Take the entries below and print, exactly, the stretch from the line containing "Self::default()" through the line containing "pub fn normalize(s: &str)", both included.

**EXERCISE INPUTS**
-- Opening Marker --
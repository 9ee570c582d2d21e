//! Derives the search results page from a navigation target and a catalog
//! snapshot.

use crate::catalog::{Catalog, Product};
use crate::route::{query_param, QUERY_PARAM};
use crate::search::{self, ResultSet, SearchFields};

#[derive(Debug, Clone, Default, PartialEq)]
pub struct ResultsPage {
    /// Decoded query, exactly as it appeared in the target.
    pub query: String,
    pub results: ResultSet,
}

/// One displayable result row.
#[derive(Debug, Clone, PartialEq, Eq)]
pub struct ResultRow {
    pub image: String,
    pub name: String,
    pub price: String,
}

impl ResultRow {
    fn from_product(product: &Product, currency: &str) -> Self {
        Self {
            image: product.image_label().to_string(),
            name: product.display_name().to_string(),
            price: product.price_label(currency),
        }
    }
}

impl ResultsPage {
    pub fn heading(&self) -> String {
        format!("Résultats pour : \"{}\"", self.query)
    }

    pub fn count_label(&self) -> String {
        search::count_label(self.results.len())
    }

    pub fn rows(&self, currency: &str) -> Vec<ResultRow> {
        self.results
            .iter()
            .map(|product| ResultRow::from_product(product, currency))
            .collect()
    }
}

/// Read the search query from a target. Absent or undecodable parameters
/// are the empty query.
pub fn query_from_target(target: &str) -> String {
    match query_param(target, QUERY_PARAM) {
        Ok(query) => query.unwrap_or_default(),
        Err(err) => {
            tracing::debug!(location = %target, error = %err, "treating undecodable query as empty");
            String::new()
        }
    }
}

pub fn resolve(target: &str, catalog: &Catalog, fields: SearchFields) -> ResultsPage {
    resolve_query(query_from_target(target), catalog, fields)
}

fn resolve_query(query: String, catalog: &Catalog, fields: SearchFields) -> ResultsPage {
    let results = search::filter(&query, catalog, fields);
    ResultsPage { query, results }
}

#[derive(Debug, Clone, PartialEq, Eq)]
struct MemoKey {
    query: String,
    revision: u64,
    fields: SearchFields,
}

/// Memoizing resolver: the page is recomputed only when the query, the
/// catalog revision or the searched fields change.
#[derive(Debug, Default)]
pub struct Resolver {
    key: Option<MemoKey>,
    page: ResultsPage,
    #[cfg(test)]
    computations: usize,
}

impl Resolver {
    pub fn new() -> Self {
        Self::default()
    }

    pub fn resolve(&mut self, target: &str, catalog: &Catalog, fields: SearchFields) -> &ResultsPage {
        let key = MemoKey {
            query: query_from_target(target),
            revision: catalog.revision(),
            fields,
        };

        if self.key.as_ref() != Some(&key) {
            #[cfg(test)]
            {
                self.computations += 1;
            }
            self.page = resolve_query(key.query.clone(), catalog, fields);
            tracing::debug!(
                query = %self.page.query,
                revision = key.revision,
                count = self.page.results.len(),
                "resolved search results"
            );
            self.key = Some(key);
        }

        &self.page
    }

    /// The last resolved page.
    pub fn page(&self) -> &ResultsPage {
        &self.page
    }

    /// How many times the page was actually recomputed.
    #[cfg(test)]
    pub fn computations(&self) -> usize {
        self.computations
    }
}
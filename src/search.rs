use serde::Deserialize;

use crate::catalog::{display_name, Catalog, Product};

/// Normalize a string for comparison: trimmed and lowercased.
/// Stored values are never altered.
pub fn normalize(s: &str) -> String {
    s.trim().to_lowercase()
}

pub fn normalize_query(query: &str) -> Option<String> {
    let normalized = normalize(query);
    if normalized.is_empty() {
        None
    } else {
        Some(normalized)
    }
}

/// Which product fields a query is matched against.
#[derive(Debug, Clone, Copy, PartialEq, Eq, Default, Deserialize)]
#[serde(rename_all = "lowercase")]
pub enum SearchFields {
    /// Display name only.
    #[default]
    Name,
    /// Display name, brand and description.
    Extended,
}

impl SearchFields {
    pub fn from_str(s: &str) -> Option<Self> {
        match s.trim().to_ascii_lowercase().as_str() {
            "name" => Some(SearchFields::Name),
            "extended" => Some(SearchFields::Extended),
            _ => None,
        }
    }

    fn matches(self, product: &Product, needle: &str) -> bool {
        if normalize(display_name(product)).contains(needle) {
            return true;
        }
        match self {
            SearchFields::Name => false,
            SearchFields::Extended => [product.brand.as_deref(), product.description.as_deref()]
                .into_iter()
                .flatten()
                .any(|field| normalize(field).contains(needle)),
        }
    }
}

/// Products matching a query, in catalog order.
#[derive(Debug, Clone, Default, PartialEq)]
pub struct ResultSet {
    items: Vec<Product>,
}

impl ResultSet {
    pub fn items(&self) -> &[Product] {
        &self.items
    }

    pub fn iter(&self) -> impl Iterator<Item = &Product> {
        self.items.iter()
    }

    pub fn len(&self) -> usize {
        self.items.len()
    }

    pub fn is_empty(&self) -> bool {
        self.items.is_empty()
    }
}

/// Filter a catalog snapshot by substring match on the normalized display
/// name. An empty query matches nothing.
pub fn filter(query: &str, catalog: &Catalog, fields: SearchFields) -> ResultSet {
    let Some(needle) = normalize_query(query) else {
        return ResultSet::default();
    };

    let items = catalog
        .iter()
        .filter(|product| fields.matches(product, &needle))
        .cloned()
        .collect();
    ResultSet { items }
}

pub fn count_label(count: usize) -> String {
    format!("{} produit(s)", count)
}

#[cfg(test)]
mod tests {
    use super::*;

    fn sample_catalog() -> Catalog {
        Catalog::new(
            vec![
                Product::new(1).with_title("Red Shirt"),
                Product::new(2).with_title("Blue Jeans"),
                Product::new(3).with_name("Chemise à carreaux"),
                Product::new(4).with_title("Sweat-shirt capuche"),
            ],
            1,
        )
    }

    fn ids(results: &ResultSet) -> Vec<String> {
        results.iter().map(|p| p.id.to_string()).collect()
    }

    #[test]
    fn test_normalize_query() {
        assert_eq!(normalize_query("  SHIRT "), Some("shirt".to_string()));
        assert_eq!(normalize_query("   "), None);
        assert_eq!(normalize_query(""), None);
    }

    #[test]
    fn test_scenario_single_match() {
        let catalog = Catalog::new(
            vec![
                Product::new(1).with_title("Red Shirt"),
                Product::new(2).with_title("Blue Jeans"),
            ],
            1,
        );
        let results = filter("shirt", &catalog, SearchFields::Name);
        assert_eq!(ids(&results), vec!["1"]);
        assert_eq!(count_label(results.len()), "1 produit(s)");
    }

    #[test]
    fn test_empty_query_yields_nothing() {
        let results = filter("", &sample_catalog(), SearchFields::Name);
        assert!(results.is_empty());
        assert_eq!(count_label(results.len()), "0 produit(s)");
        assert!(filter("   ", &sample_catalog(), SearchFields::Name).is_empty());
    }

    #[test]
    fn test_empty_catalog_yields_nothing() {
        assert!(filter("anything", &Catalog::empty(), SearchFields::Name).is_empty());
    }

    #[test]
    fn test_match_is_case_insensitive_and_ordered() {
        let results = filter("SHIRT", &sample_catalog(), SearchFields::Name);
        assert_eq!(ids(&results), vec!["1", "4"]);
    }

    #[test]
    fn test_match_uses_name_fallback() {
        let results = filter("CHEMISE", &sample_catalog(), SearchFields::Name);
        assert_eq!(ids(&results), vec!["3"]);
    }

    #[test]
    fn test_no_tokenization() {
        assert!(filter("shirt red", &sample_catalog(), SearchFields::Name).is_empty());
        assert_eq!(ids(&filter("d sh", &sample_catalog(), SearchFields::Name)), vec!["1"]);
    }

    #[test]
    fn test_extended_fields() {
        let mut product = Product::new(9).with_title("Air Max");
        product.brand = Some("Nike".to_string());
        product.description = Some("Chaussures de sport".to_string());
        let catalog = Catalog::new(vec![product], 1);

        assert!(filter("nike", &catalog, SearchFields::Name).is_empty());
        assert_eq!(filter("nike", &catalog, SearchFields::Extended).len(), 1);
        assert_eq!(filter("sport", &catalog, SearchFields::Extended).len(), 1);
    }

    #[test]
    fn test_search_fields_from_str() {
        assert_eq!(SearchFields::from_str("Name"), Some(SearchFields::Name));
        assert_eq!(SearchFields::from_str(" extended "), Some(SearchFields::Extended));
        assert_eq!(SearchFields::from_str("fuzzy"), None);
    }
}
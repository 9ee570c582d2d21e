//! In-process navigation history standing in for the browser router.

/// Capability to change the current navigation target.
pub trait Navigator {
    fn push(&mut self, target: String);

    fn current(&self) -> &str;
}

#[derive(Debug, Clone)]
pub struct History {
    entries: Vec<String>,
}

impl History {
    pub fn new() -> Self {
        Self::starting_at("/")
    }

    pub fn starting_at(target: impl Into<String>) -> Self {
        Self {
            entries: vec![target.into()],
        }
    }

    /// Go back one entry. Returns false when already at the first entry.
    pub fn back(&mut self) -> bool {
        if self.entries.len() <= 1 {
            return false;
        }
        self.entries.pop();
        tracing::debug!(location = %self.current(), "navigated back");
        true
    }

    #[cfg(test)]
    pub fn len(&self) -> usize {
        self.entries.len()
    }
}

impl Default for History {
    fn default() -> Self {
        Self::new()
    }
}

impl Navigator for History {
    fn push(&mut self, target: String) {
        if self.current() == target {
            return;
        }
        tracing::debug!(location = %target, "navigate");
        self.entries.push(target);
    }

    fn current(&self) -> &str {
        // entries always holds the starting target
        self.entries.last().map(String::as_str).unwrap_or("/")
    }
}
-- Closing Marker --
**ANSWER SECTION**
        Self::default()
    }

    pub fn resolve(&mut self, target: &str, catalog: &Catalog, fields: SearchFields) -> &ResultsPage {
        let key = MemoKey {
            query: query_from_target(target),
            revision: catalog.revision(),
            fields,
        };

        if self.key.as_ref() != Some(&key) {
            #[cfg(test)]
            {
                self.computations += 1;
            }
            self.page = resolve_query(key.query.clone(), catalog, fields);
            tracing::debug!(
                query = %self.page.query,
                revision = key.revision,
                count = self.page.results.len(),
                "resolved search results"
            );
            self.key = Some(key);
        }

        &self.page
    }

    /// The last resolved page.
    pub fn page(&self) -> &ResultsPage {
        &self.page
    }

    /// How many times the page was actually recomputed.
    #[cfg(test)]
    pub fn computations(&self) -> usize {
        self.computations
    }
}
filename src/search.rs
use serde::Deserialize;

use crate::catalog::{display_name, Catalog, Product};

/// Normalize a string for comparison: trimmed and lowercased.
/// Stored values are never altered.
pub fn normalize(s: &str) -> String {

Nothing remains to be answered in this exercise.